As we have discussed in our previous articles, the employer is liable for withholding social security from the employee’s salary, as well as to withhold income tax if the employer is not a Swiss citizen, or is not married to one, except permit C holders.

For small and medium companies, this administrative burden may indeed be a showstopper to employing non-citizens as they might not have sufficient resources to tackle the associated bureaucracy. Conversely, having an independent status, even being registered in the Commercial Registry, might still be risky for the employer in case such a contract is requalified as an employment agreement. Besides, for part-time projects, legal requirements for dismissal are an impediment.

Fortunately, Swiss law allows a different approach – placement of personnel.

Alternative 1 – Setting up own company

Whether individually or as a group of partners, you can set up a limited liability company in which you shall be directly employed and receive a salary.

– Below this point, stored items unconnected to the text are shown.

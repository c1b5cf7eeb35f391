//! Chrome window
//!
//! Composition root: one `ChromeWindow` per top-level window owns the title
//! bar, the hit-test state and the backdrop controller, and is torn down
//! with the window. Raw platform messages come in through `route_message`;
//! widget events (pointer, move, resize) come in through the `on_*` and
//! `pointer_*` methods.

use tracing::{debug, info, trace};

use crate::config::{ChromeConfig, ChromeSettings};
use crate::effects::{BackdropController, FallbackFill};
use crate::error::ConfigError;
use crate::platform::{
    EffectsProvider, Platform, RawMessage, ShowCommand, WindowHandle, WindowMessage,
};
use crate::shared::{Point, Size};
use crate::titlebar::{ButtonKind, MouseButton, TitleBar, TitleBarAction};
use crate::wm::frame;
use crate::wm::hit_test::{HitTestRouter, MaxButtonOutcome};
use crate::wm::probe;

/// Answer to the platform's pre-dispatch hook
#[derive(Debug, Clone, Copy, PartialEq, Eq)]
pub enum Outcome {
    /// Let the toolkit/default window procedure handle it
    NotHandled,
    /// Stop here and return this result code
    Handled(isize),
}

pub struct ChromeWindow<P: Platform, E: EffectsProvider> {
    handle: WindowHandle,
    platform: P,
    effects: E,
    settings: ChromeSettings,
    title_bar: TitleBar,
    router: HitTestRouter,
    backdrop: BackdropController,
    destroyed: bool,
}

impl<P: Platform, E: EffectsProvider> ChromeWindow<P, E> {
    /// Validate `config` and attach chrome to `handle`. On error nothing has
    /// been touched.
    pub fn new(
        handle: WindowHandle,
        config: &ChromeConfig,
        mut platform: P,
        mut effects: E,
    ) -> Result<Self, ConfigError> {
        let settings = config.resolve(&platform)?;

        let width = platform
            .widget_geometry(handle)
            .zip(platform.device_pixel_ratio(handle))
            .map(|(geometry, ratio)| geometry.size().to_logical(ratio).width)
            .unwrap_or_default();
        let mut title_bar = TitleBar::new(width, settings.appearance);
        title_bar
            .button_mut(ButtonKind::Maximize)
            .set_maximized(probe::is_maximized(&platform, handle));

        let mut backdrop = BackdropController::new(&settings);
        backdrop.install(&mut platform, &mut effects, handle);

        info!(
            "Chrome attached to {:?} (modern={}, mica={}, appearance={:?})",
            handle, settings.is_modern, settings.use_mica, settings.appearance
        );

        Ok(Self {
            handle,
            platform,
            effects,
            router: HitTestRouter::new(settings.border_width, settings.is_modern),
            settings,
            title_bar,
            backdrop,
            destroyed: false,
        })
    }

    pub fn handle(&self) -> WindowHandle {
        self.handle
    }

    pub fn settings(&self) -> &ChromeSettings {
        &self.settings
    }

    pub fn platform(&self) -> &P {
        &self.platform
    }

    pub fn platform_mut(&mut self) -> &mut P {
        &mut self.platform
    }

    pub fn effects(&self) -> &E {
        &self.effects
    }

    pub fn effects_mut(&mut self) -> &mut E {
        &mut self.effects
    }

    pub fn title_bar(&self) -> &TitleBar {
        &self.title_bar
    }

    pub fn backdrop_enabled(&self) -> bool {
        self.backdrop.is_enabled()
    }

    /// Dispatch a raw platform message: frame adjuster, then hit-test
    /// router, then default handling. A `NcCalcSize` rect is rewritten in
    /// place.
    pub fn route_message(&mut self, raw: &mut RawMessage) -> Outcome {
        let Some(handle) = raw.handle else {
            return Outcome::NotHandled;
        };
        if handle != self.handle || self.destroyed {
            trace!("Ignoring message for {:?}", handle);
            return Outcome::NotHandled;
        }

        match &mut raw.message {
            WindowMessage::NcCalcSize { calc_valid_rects, rect } => Outcome::Handled(
                frame::handle_nc_calc_size(&self.platform, handle, *calc_valid_rects, rect),
            ),
            WindowMessage::NcHitTest { cursor } => self.hit_test(*cursor),
            WindowMessage::Timer(id) => {
                if self
                    .backdrop
                    .on_timer(*id, &mut self.platform, &mut self.effects, handle)
                {
                    Outcome::Handled(0)
                } else {
                    Outcome::NotHandled
                }
            }
            WindowMessage::Destroy => {
                self.teardown();
                Outcome::NotHandled
            }
            message => {
                let max_button = self.title_bar.button_mut(ButtonKind::Maximize);
                match self.router.forward_to_max_button(message, max_button) {
                    MaxButtonOutcome::NotHandled => Outcome::NotHandled,
                    MaxButtonOutcome::Handled(code) => Outcome::Handled(code),
                    MaxButtonOutcome::Click => {
                        self.toggle_maximize();
                        Outcome::NotHandled
                    }
                }
            }
        }
    }

    fn hit_test(&mut self, cursor: Point) -> Outcome {
        let (Some(geometry), Some(ratio)) = (
            self.platform.widget_geometry(self.handle),
            self.platform.device_pixel_ratio(self.handle),
        ) else {
            return Outcome::NotHandled;
        };
        // Cursor and geometry are physical; the bar and border are logical
        let local = cursor.relative_to(geometry.origin()).to_logical(ratio);
        let size = geometry.size().to_logical(ratio);
        // The title bar sits at the window origin, so bar-local is window-local
        let max_bounds = self.title_bar.button_rect(ButtonKind::Maximize);
        let max_button = self.title_bar.button_mut(ButtonKind::Maximize);

        match self.router.hit_test(local, size, max_bounds, max_button) {
            Some(region) => Outcome::Handled(region.code()),
            None => Outcome::NotHandled,
        }
    }

    /// Maximize or restore based on the live placement, and switch the
    /// maximize glyph to match
    pub fn toggle_maximize(&mut self) {
        let maximized = probe::is_maximized(&self.platform, self.handle);
        let command = if maximized {
            ShowCommand::Restore
        } else {
            ShowCommand::Maximize
        };
        debug!("Toggling maximize on {:?}: {:?}", self.handle, command);
        self.platform.show(self.handle, command);
        self.title_bar
            .button_mut(ButtonKind::Maximize)
            .set_maximized(!maximized);
    }

    fn perform(&mut self, action: TitleBarAction) {
        match action {
            TitleBarAction::Minimize => self.platform.show(self.handle, ShowCommand::Minimize),
            TitleBarAction::ToggleMaximize => self.toggle_maximize(),
            TitleBarAction::Close => self.platform.close(self.handle),
            TitleBarAction::BeginMove => self.platform.begin_native_move(self.handle),
        }
    }

    pub fn set_title(&mut self, title: &str) {
        self.title_bar.set_title(title);
        self.platform.set_title(self.handle, title);
    }

    /// A window icon was set (or cleared); the icon slot widens to fit it
    pub fn set_icon(&mut self, has_icon: bool) {
        self.title_bar.set_has_icon(has_icon);
    }

    /// Toolkit move event
    pub fn on_moved(&mut self) {
        if self.destroyed {
            return;
        }
        self.backdrop
            .on_moved(&mut self.platform, &mut self.effects, self.handle);
    }

    /// Toolkit resize event
    pub fn on_resized(&mut self, size: Size) {
        if self.destroyed {
            return;
        }
        self.title_bar.set_width(size.width);
        let maximized = probe::is_maximized(&self.platform, self.handle);
        self.title_bar
            .button_mut(ButtonKind::Maximize)
            .set_maximized(maximized);
        self.backdrop
            .on_resized(&mut self.platform, &mut self.effects, self.handle);
    }

    /// Pointer moved over the title bar (bar-local coordinates)
    pub fn pointer_moved(&mut self, pos: Point) {
        if let Some(action) = self.title_bar.pointer_moved(pos) {
            self.perform(action);
        }
    }

    pub fn pointer_pressed(&mut self, pos: Point, button: MouseButton) {
        self.title_bar.pointer_pressed(pos, button);
    }

    pub fn pointer_released(&mut self, pos: Point, button: MouseButton) {
        if let Some(action) = self.title_bar.pointer_released(pos, button) {
            self.perform(action);
        }
    }

    pub fn double_clicked(&mut self, pos: Point, button: MouseButton) {
        if let Some(action) = self.title_bar.double_clicked(pos, button) {
            self.perform(action);
        }
    }

    pub fn pointer_left(&mut self) {
        self.title_bar.pointer_left();
    }

    /// Flat fill to paint instead of the live backdrop, if it is off
    pub fn fallback_fill(&self) -> Option<FallbackFill> {
        self.backdrop.fallback_fill()
    }

    fn teardown(&mut self) {
        if self.destroyed {
            return;
        }
        self.backdrop.shutdown(&mut self.platform, self.handle);
        self.destroyed = true;
        debug!("Chrome detached from {:?}", self.handle);
    }
}

impl<P: Platform, E: EffectsProvider> Drop for ChromeWindow<P, E> {
    fn drop(&mut self) {
        self.teardown();
    }
}
//! Geometry/Monitor Probe
//!
//! Placement, full-screen and resize-border queries. Every call goes back to
//! the platform; monitor topology can change between two messages so nothing
//! is cached. Failed queries answer with the conservative default.

use tracing::{debug, trace};

use crate::platform::{MonitorFallback, Platform, ShowState, WindowHandle};

/// Fallback frame thickness with desktop composition on
const COMPOSITED_THICKNESS: f64 = 8.0;
/// Fallback frame thickness without composition
const CLASSIC_THICKNESS: f64 = 4.0;

/// True iff the placement record reports the maximized show state
pub fn is_maximized(platform: &impl Platform, handle: WindowHandle) -> bool {
    platform.show_state(handle) == Some(ShowState::Maximized)
}

/// True iff the outer window rectangle equals its monitor's full rectangle
/// on all four edges. Area equality is not enough: a window overlapping the
/// monitor by a few pixels is not full-screen.
pub fn is_full_screen(platform: &impl Platform, handle: WindowHandle) -> bool {
    let Some(window) = platform.window_rect(handle) else {
        trace!("is_full_screen: no window rect for {:?}", handle);
        return false;
    };
    let Some(info) = platform.monitor_info(handle, MonitorFallback::Primary) else {
        trace!("is_full_screen: no monitor for {:?}", handle);
        return false;
    };
    window == info.monitor
}

/// Thickness of the invisible resize frame the window manager re-adds to a
/// maximized window, in physical pixels. 0 while the toolkit window is not
/// realized.
pub fn resize_border_thickness(platform: &impl Platform, handle: WindowHandle) -> i32 {
    let Some(ratio) = platform.device_pixel_ratio(handle) else {
        debug!("resize_border_thickness: toolkit window for {:?} not realized", handle);
        return 0;
    };

    let metric = platform.frame_thickness_metric();
    if metric > 0 {
        return metric;
    }

    let base = if platform.composition_enabled() {
        COMPOSITED_THICKNESS
    } else {
        CLASSIC_THICKNESS
    };
    (base * ratio).round_ties_even() as i32
}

This company can carry out various short-term or long-term agreements with the clients, who are then released from any administrative burdens related to social security or withholding tax, and this agreement may be terminated at any time by either party.

Furthermore, a portion of turnover may be paid out as a salary, which in turn reduces the company’s taxable profits. In contrast, the remainder may be occasionally paid out as a dividend. Although also taxable, dividends are taxed at a reduced rate of up to 50% depending on the Canton, respectively 70% on the federal level, and dividends are not subject to social security contributions.

Alternative 2 – Placement agencies

There are many different placement agencies in Switzerland, that hire personnel on a full-time basis and assume all the administrative burdens related to taxes, social security, and immigration. Simultaneously, they lend personnel to various clients on a short-term or long-term basis, in which case the agreement with such clients is not subject to employment regulations and liberates the client from any of the above bureaucracy. Such personnel also benefit from the possibility of working for various clients simultaneously, and is eligible for unemployment insurance, unlike independent entrepreneurs.

The above practice is very common for part-time skilled workers performing various specific projects, in particular in the field of training, research and development, engineering, pharmaceutics and chemistry, innovation, or programming.

Either of the above alternatives opens the doors for easier and more flexible employment.